Report how many lines in the records hold the string "before"; give the number and nothing else.

### Dataset excerpts
★ ★ ★
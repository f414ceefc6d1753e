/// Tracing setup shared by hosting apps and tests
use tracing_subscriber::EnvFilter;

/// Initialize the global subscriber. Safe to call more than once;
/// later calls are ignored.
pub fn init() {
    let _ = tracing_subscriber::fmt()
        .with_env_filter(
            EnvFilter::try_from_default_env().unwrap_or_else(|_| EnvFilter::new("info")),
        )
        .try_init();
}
★ ★ ★
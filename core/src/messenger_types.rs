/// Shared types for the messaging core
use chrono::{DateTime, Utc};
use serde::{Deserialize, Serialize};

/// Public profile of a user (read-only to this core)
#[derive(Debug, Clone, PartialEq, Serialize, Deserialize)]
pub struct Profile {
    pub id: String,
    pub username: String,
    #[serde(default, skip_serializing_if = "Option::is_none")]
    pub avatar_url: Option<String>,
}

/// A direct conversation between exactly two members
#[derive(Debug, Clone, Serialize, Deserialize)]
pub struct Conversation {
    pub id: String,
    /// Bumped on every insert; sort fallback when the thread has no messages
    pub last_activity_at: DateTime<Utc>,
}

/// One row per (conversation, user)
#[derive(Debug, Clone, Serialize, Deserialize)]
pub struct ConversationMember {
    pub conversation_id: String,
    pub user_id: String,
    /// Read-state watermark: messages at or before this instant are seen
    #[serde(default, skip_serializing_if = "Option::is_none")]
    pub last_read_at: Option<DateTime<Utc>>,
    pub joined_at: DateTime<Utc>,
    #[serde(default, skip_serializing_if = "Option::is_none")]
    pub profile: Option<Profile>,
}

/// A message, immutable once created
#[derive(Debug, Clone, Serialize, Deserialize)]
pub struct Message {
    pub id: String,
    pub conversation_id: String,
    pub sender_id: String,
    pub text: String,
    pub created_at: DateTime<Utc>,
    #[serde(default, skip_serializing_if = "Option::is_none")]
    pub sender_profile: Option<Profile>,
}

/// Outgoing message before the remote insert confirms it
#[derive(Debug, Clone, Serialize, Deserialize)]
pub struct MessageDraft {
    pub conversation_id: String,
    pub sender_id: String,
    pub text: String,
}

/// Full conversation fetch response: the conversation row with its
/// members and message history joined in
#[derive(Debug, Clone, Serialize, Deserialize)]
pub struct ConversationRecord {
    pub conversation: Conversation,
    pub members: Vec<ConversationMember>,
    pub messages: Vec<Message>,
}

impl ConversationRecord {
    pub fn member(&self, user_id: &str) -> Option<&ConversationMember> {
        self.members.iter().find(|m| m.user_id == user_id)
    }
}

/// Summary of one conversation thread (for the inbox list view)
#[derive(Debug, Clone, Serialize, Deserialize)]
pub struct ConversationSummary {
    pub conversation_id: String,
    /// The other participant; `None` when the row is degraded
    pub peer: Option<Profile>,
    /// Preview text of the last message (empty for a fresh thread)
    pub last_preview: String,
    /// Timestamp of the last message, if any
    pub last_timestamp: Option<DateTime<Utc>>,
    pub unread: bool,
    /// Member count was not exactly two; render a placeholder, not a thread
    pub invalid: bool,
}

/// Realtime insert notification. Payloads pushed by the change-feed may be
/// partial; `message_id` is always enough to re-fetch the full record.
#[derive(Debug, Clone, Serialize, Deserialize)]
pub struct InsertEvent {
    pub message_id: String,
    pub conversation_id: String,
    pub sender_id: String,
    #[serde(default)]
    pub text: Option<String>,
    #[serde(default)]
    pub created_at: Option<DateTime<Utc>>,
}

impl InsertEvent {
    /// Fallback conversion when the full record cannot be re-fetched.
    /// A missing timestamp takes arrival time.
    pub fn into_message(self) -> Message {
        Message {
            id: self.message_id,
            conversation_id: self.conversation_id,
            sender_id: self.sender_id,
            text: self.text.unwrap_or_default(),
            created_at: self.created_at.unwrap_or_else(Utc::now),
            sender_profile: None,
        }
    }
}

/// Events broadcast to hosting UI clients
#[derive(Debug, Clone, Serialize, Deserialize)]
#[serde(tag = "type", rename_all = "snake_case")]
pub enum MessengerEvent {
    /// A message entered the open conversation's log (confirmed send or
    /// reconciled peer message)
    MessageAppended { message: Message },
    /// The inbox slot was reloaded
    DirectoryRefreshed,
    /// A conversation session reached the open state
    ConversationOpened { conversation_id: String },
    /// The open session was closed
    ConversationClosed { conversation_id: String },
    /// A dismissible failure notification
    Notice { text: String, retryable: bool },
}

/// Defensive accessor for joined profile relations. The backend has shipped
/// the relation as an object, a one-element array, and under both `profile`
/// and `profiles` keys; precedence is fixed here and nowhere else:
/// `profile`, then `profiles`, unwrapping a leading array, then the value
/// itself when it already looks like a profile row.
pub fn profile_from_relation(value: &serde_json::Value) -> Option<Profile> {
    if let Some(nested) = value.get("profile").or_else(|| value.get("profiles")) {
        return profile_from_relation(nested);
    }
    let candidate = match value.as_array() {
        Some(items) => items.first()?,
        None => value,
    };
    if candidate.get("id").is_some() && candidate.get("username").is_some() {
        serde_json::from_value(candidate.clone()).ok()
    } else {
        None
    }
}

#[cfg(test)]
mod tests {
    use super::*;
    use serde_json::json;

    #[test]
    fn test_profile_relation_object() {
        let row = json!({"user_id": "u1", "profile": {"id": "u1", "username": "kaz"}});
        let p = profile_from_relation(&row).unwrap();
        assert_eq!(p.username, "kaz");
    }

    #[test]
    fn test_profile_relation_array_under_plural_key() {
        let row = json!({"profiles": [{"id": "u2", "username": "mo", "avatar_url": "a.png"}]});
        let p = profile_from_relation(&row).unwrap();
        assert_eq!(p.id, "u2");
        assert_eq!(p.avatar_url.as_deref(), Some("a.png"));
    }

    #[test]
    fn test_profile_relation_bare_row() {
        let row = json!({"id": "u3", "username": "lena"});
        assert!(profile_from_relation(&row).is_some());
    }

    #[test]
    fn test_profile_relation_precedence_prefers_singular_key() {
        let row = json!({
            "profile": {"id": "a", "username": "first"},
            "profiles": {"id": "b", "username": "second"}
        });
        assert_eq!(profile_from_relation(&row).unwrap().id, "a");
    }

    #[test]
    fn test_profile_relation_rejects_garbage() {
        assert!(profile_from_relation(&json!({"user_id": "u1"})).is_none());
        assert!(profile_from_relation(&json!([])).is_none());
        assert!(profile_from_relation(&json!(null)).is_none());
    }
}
★ ★ ★
### Task answer
2